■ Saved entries

......

use std::fmt;
use std::str::FromStr;

use serde::{Deserialize, Serialize};
use serde_json::{Map, Value};

use crate::errors::AppError;
use crate::models::collection::{Collection, SectionList};
use crate::models::sections::{
    Certificate, Education, Experience, Language, Project, Reference, Section,
};

#[derive(Debug, Clone, Copy, PartialEq, Eq, Default, Serialize, Deserialize)]
#[serde(rename_all = "lowercase")]
pub enum Theme {
    #[default]
    Blue,
    Green,
    Gray,
}

impl Theme {
    pub const ALL: [Theme; 3] = [Theme::Blue, Theme::Green, Theme::Gray];

    pub fn as_str(&self) -> &'static str {
        match self {
            Theme::Blue => "blue",
            Theme::Green => "green",
            Theme::Gray => "gray",
        }
    }
}

impl FromStr for Theme {
    type Err = AppError;

    fn from_str(s: &str) -> Result<Self, Self::Err> {
        Theme::ALL
            .into_iter()
            .find(|t| t.as_str() == s)
            .ok_or_else(|| AppError::Validation(format!("unknown theme '{s}'")))
    }
}

#[derive(Debug, Clone, Copy, PartialEq, Eq, Default, Serialize, Deserialize)]
#[serde(rename_all = "lowercase")]
pub enum Template {
    #[default]
    Classic,
    Modern,
    Elegant,
    Minimalist,
}

impl Template {
    pub const ALL: [Template; 4] = [
        Template::Classic,
        Template::Modern,
        Template::Elegant,
        Template::Minimalist,
    ];

    pub fn as_str(&self) -> &'static str {
        match self {
            Template::Classic => "classic",
            Template::Modern => "modern",
            Template::Elegant => "elegant",
            Template::Minimalist => "minimalist",
        }
    }
}

impl FromStr for Template {
    type Err = AppError;

    fn from_str(s: &str) -> Result<Self, Self::Err> {
        Template::ALL
            .into_iter()
            .find(|t| t.as_str() == s)
            .ok_or_else(|| AppError::Validation(format!("unknown template '{s}'")))
    }
}

/// The free-text scalar inputs of the form.
#[derive(Debug, Clone, Copy, PartialEq, Eq, Hash, Serialize, Deserialize)]
#[serde(rename_all = "lowercase")]
pub enum ProfileField {
    Name,
    Headline,
    Email,
    Phone,
    Address,
    Summary,
    Website,
    Linkedin,
    Github,
}

impl ProfileField {
    pub const ALL: [ProfileField; 9] = [
        ProfileField::Name,
        ProfileField::Headline,
        ProfileField::Email,
        ProfileField::Phone,
        ProfileField::Address,
        ProfileField::Summary,
        ProfileField::Website,
        ProfileField::Linkedin,
        ProfileField::Github,
    ];

    pub fn as_str(&self) -> &'static str {
        match self {
            ProfileField::Name => "name",
            ProfileField::Headline => "headline",
            ProfileField::Email => "email",
            ProfileField::Phone => "phone",
            ProfileField::Address => "address",
            ProfileField::Summary => "summary",
            ProfileField::Website => "website",
            ProfileField::Linkedin => "linkedin",
            ProfileField::Github => "github",
        }
    }
}

impl fmt::Display for ProfileField {
    fn fmt(&self, f: &mut fmt::Formatter<'_>) -> fmt::Result {
        f.write_str(self.as_str())
    }
}

impl FromStr for ProfileField {
    type Err = AppError;

    fn from_str(s: &str) -> Result<Self, Self::Err> {
        ProfileField::ALL
            .into_iter()
            .find(|f| f.as_str() == s)
            .ok_or_else(|| AppError::UnknownField(s.to_string()))
    }
}

/// All user-entered resume data plus UI preferences.
///
/// Serialized field names follow the stored/share-link format (`showQR`,
/// `qrCustom`). Keys this struct does not know are kept in `extra` and written
/// back out unchanged.
#[derive(Debug, Clone, Default, PartialEq, Serialize, Deserialize)]
#[serde(default)]
pub struct Profile {
    pub name: String,
    pub headline: String,
    pub email: String,
    pub phone: String,
    pub address: String,
    pub summary: String,
    pub website: String,
    pub linkedin: String,
    pub github: String,
    /// Embedded image data URL, or empty.
    pub photo: String,

    pub education: Collection<Education>,
    pub experience: Collection<Experience>,
    pub projects: Collection<Project>,
    pub skills: Vec<String>,
    pub certificates: Collection<Certificate>,
    pub languages: Collection<Language>,
    pub references: Collection<Reference>,

    pub theme: Theme,
    pub template: Template,
    #[serde(rename = "showQR")]
    pub show_qr: bool,
    #[serde(rename = "qrCustom")]
    pub qr_custom: String,

    #[serde(flatten)]
    pub extra: Map<String, Value>,
}

impl Profile {
    pub fn field(&self, field: ProfileField) -> &str {
        match field {
            ProfileField::Name => &self.name,
            ProfileField::Headline => &self.headline,
            ProfileField::Email => &self.email,
            ProfileField::Phone => &self.phone,
            ProfileField::Address => &self.address,
            ProfileField::Summary => &self.summary,
            ProfileField::Website => &self.website,
            ProfileField::Linkedin => &self.linkedin,
            ProfileField::Github => &self.github,
        }
    }

    pub fn field_mut(&mut self, field: ProfileField) -> &mut String {
        match field {
            ProfileField::Name => &mut self.name,
            ProfileField::Headline => &mut self.headline,
            ProfileField::Email => &mut self.email,
            ProfileField::Phone => &mut self.phone,
            ProfileField::Address => &mut self.address,
            ProfileField::Summary => &mut self.summary,
            ProfileField::Website => &mut self.website,
            ProfileField::Linkedin => &mut self.linkedin,
            ProfileField::Github => &mut self.github,
        }
    }

    pub fn section(&self, section: Section) -> &dyn SectionList {
        match section {
            Section::Education => &self.education,
            Section::Experience => &self.experience,
            Section::Projects => &self.projects,
            Section::Certificates => &self.certificates,
            Section::Languages => &self.languages,
            Section::References => &self.references,
        }
    }

    pub fn section_mut(&mut self, section: Section) -> &mut dyn SectionList {
        match section {
            Section::Education => &mut self.education,
            Section::Experience => &mut self.experience,
            Section::Projects => &mut self.projects,
            Section::Certificates => &mut self.certificates,
            Section::Languages => &mut self.languages,
            Section::References => &mut self.references,
        }
    }

    /// The QR footer target: custom link first, then LinkedIn, then GitHub.
    /// `None` when QR is switched off or nothing is available to encode.
    pub fn qr_target(&self) -> Option<&str> {
        if !self.show_qr {
            return None;
        }
        [&self.qr_custom, &self.linkedin, &self.github]
            .into_iter()
            .find(|s| !s.is_empty())
            .map(|s| s.as_str())
    }
}

#[cfg(test)]
mod tests {
    use super::*;
    use serde_json::json;

    #[test]
    fn test_default_profile_is_empty() {
        let p = Profile::default();
        assert!(p.name.is_empty());
        assert_eq!(p.theme, Theme::Blue);
        assert_eq!(p.template, Template::Classic);
        assert!(!p.show_qr);
        assert!(p.experience.is_empty());
    }

    #[test]
    fn test_wire_names_match_stored_format() {
        let p = Profile {
            show_qr: true,
            qr_custom: "https://x.dev".to_string(),
            ..Default::default()
        };
        let v = serde_json::to_value(&p).unwrap();
        assert_eq!(v["showQR"], json!(true));
        assert_eq!(v["qrCustom"], json!("https://x.dev"));
        assert_eq!(v["theme"], json!("blue"));
        assert!(v["experience"].is_array());
    }

    #[test]
    fn test_missing_keys_default() {
        let p: Profile = serde_json::from_value(json!({ "name": "Alex" })).unwrap();
        assert_eq!(p.name, "Alex");
        assert!(p.headline.is_empty());
        assert!(p.skills.is_empty());
    }

    #[test]
    fn test_unknown_keys_retained() {
        let p: Profile =
            serde_json::from_value(json!({ "name": "Alex", "hobbies": ["chess"] })).unwrap();
        assert_eq!(p.extra.get("hobbies"), Some(&json!(["chess"])));
        let back = serde_json::to_value(&p).unwrap();
        assert_eq!(back["hobbies"], json!(["chess"]));
    }

    #[test]
    fn test_qr_target_priority() {
        let mut p = Profile {
            show_qr: true,
            linkedin: "https://linkedin.com/in/x".to_string(),
            github: "https://github.com/x".to_string(),
            ..Default::default()
        };
        assert_eq!(p.qr_target(), Some("https://linkedin.com/in/x"));
        p.qr_custom = "https://me.dev".to_string();
        assert_eq!(p.qr_target(), Some("https://me.dev"));
        p.show_qr = false;
        assert_eq!(p.qr_target(), None);
    }

    #[test]
    fn test_qr_target_none_without_links() {
        let p = Profile {
            show_qr: true,
            ..Default::default()
        };
        assert_eq!(p.qr_target(), None);
    }

    #[test]
    fn test_profile_field_parse() {
        assert_eq!("linkedin".parse::<ProfileField>().unwrap(), ProfileField::Linkedin);
        assert!("photo".parse::<ProfileField>().is_err());
    }
}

......

■ Work task
Look above and repeat, character for character, the lines from the first one to the line with "pub const ALL: [ProfileField;", counting both.

■ Task output
use std::fmt;
use std::str::FromStr;

use serde::{Deserialize, Serialize};
use serde_json::{Map, Value};

use crate::errors::AppError;
use crate::models::collection::{Collection, SectionList};
use crate::models::sections::{
    Certificate, Education, Experience, Language, Project, Reference, Section,
};

#[derive(Debug, Clone, Copy, PartialEq, Eq, Default, Serialize, Deserialize)]
#[serde(rename_all = "lowercase")]
pub enum Theme {
    #[default]
    Blue,
    Green,
    Gray,
}

impl Theme {
    pub const ALL: [Theme; 3] = [Theme::Blue, Theme::Green, Theme::Gray];

    pub fn as_str(&self) -> &'static str {
        match self {
            Theme::Blue => "blue",
            Theme::Green => "green",
            Theme::Gray => "gray",
        }
    }
}

impl FromStr for Theme {
    type Err = AppError;

    fn from_str(s: &str) -> Result<Self, Self::Err> {
        Theme::ALL
            .into_iter()
            .find(|t| t.as_str() == s)
            .ok_or_else(|| AppError::Validation(format!("unknown theme '{s}'")))
    }
}

#[derive(Debug, Clone, Copy, PartialEq, Eq, Default, Serialize, Deserialize)]
#[serde(rename_all = "lowercase")]
pub enum Template {
    #[default]
    Classic,
    Modern,
    Elegant,
    Minimalist,
}

impl Template {
    pub const ALL: [Template; 4] = [
        Template::Classic,
        Template::Modern,
        Template::Elegant,
        Template::Minimalist,
    ];

    pub fn as_str(&self) -> &'static str {
        match self {
            Template::Classic => "classic",
            Template::Modern => "modern",
            Template::Elegant => "elegant",
            Template::Minimalist => "minimalist",
        }
    }
}

impl FromStr for Template {
    type Err = AppError;

    fn from_str(s: &str) -> Result<Self, Self::Err> {
        Template::ALL
            .into_iter()
            .find(|t| t.as_str() == s)
            .ok_or_else(|| AppError::Validation(format!("unknown template '{s}'")))
    }
}

/// The free-text scalar inputs of the form.
#[derive(Debug, Clone, Copy, PartialEq, Eq, Hash, Serialize, Deserialize)]
#[serde(rename_all = "lowercase")]
pub enum ProfileField {
    Name,
    Headline,
    Email,
    Phone,
    Address,
    Summary,
    Website,
    Linkedin,
    Github,
}

impl ProfileField {
    pub const ALL: [ProfileField; 9] = [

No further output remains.